Une personne morale peut, en conservant les délais contentieux, former un recours gracieux face à un acte administratif.
Mais ce délai contentieux est-il conservé si le signataire de la personne morale n’a pas « qualité pour agir » (à ne pas confondre avec « l’intérêt donnant qualité pour agir») à la date de son recours ?
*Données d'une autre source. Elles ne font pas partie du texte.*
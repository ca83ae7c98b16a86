//! Core error types for dayflow-core.
//!
//! One error enum per concern, aggregated into [`CoreError`]. Failures are
//! never retried inside the library; every rejected operation propagates to
//! the caller.

use thiserror::Error;

/// Core error type for dayflow-core.
#[derive(Error, Debug)]
pub enum CoreError {
    /// Remote backend errors
    #[error("Remote error: {0}")]
    Remote(#[from] RemoteError),

    /// Authentication errors
    #[error("Auth error: {0}")]
    Auth(#[from] AuthError),

    /// Configuration errors
    #[error("Configuration error: {0}")]
    Config(#[from] ConfigError),

    /// IO errors
    #[error("IO error: {0}")]
    Io(#[from] std::io::Error),

    /// Serialization/deserialization errors
    #[error("JSON error: {0}")]
    Json(#[from] serde_json::Error),

    /// Generic errors with context
    #[error("{0}")]
    Custom(String),
}

/// Errors from the remote data client.
///
/// Every variant carries the underlying transport or backend message so the
/// caller can surface it verbatim.
#[derive(Error, Debug)]
pub enum RemoteError {
    /// Transport-level failure (connect, TLS, timeout)
    #[error("Network error: {0}")]
    Http(#[from] reqwest::Error),

    /// Backend rejected the request
    #[error("Backend error ({status}): {message}")]
    Api { status: u16, message: String },

    /// Response body did not decode into the expected shape
    #[error("Failed to decode {table} response: {message}")]
    Decode { table: &'static str, message: String },

    /// A write that must return a row returned none
    #[error("No matching row in {table}")]
    MissingRow { table: &'static str },

    /// Fetch aborted because the owning user changed mid-flight
    #[error("Fetch cancelled")]
    Cancelled,
}

/// Authentication-specific errors.
#[derive(Error, Debug)]
pub enum AuthError {
    /// Credential sign-in/sign-up rejected by the auth backend
    #[error("Authentication failed ({status}): {message}")]
    Rejected { status: u16, message: String },

    /// Transport-level failure talking to the auth backend
    #[error("Network error: {0}")]
    Http(#[from] reqwest::Error),

    /// Persisted session could not be read or written
    #[error("Session storage error: {0}")]
    SessionStore(String),

    /// Operation requires a signed-in user
    #[error("Not authenticated")]
    NotAuthenticated,

    /// OAuth redirect completed without a usable session
    #[error("OAuth callback failed: {0}")]
    CallbackFailed(String),

    /// Auth response body did not decode
    #[error("Failed to decode auth response: {0}")]
    Decode(#[from] serde_json::Error),
}

/// Configuration-specific errors.
#[derive(Error, Debug)]
pub enum ConfigError {
    /// Unknown platform name
    #[error("Unknown platform '{0}' (expected web, ios, android or desktop)")]
    UnknownPlatform(String),

    /// Backend URL present but unparseable
    #[error("Invalid backend URL '{url}': {message}")]
    InvalidUrl { url: String, message: String },
}

/// Result type alias for CoreError
pub type Result<T, E = CoreError> = std::result::Result<T, E>;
A cette question simple, s’imposent des réponses complexes :
- en 1995, le Conseil d’Etat a imposé par un arrêt non publié au rec. qu’un recours gracieux sans mandat donnant à son signataire qualité pour agir ne permettait pas pour cette personne morale de conserver le délai de recours contentieux (Conseil d’Etat, 9 SS, du 5 mai 1995, 145128)
- l’administration n’a pas l’obligation de vérifier ce point, mais elle a intérêt à le faire car :
- la présomption ne va pas dans son sens. En effet, est conservé le délai de recours contentieux, sans qu’il y ait lieu de rechercher si le signataire de ce recours justifiait d’un mandat pour former ce recours gracieux (Conseil d’Etat, 10 / 7 SSR, du 10 février 1997, 155396, mentionné aux tables du recueil Lebon).
- cela dit, l’administration n’a certes pas l’obligation de vérifier cette qualité pour agir si la loi elle-même désigne le représentant légal de ce type de personne morale (CE, 26 mars 2008, n° 294449).
- surtout, un tel recours présenté sans mandat exprès peut être régularisé au stade de la demande d’annulation contentieuse (Conseil d’Etat, 5 / 3 SSR, du 10 juillet 1996, 143265 143267, mentionné aux tables du recueil Lebon).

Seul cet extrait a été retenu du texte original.